(THE DATA begins)

//! Credential persistence for kubedeck
//!
//! Login profiles with reversibly sealed tokens, deterministic name
//! de-duplication and file-backed storage.

mod cipher;
mod store;

pub use cipher::{CryptoError, TokenCipher};
pub use store::{CredentialStore, StoreError, StoredCredential};

// Re-export types that are used in our public API
pub use kubedeck_types::Credential;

(THE DATA ends)

* **EXERCISE DESCRIPTION**
All the records above are to be reproduced exactly.

* **TASK RESPONSE**
//! Credential persistence for kubedeck
//!
//! Login profiles with reversibly sealed tokens, deterministic name
//! de-duplication and file-backed storage.

mod cipher;
mod store;

pub use cipher::{CryptoError, TokenCipher};
pub use store::{CredentialStore, StoreError, StoredCredential};

// Re-export types that are used in our public API
pub use kubedeck_types::Credential;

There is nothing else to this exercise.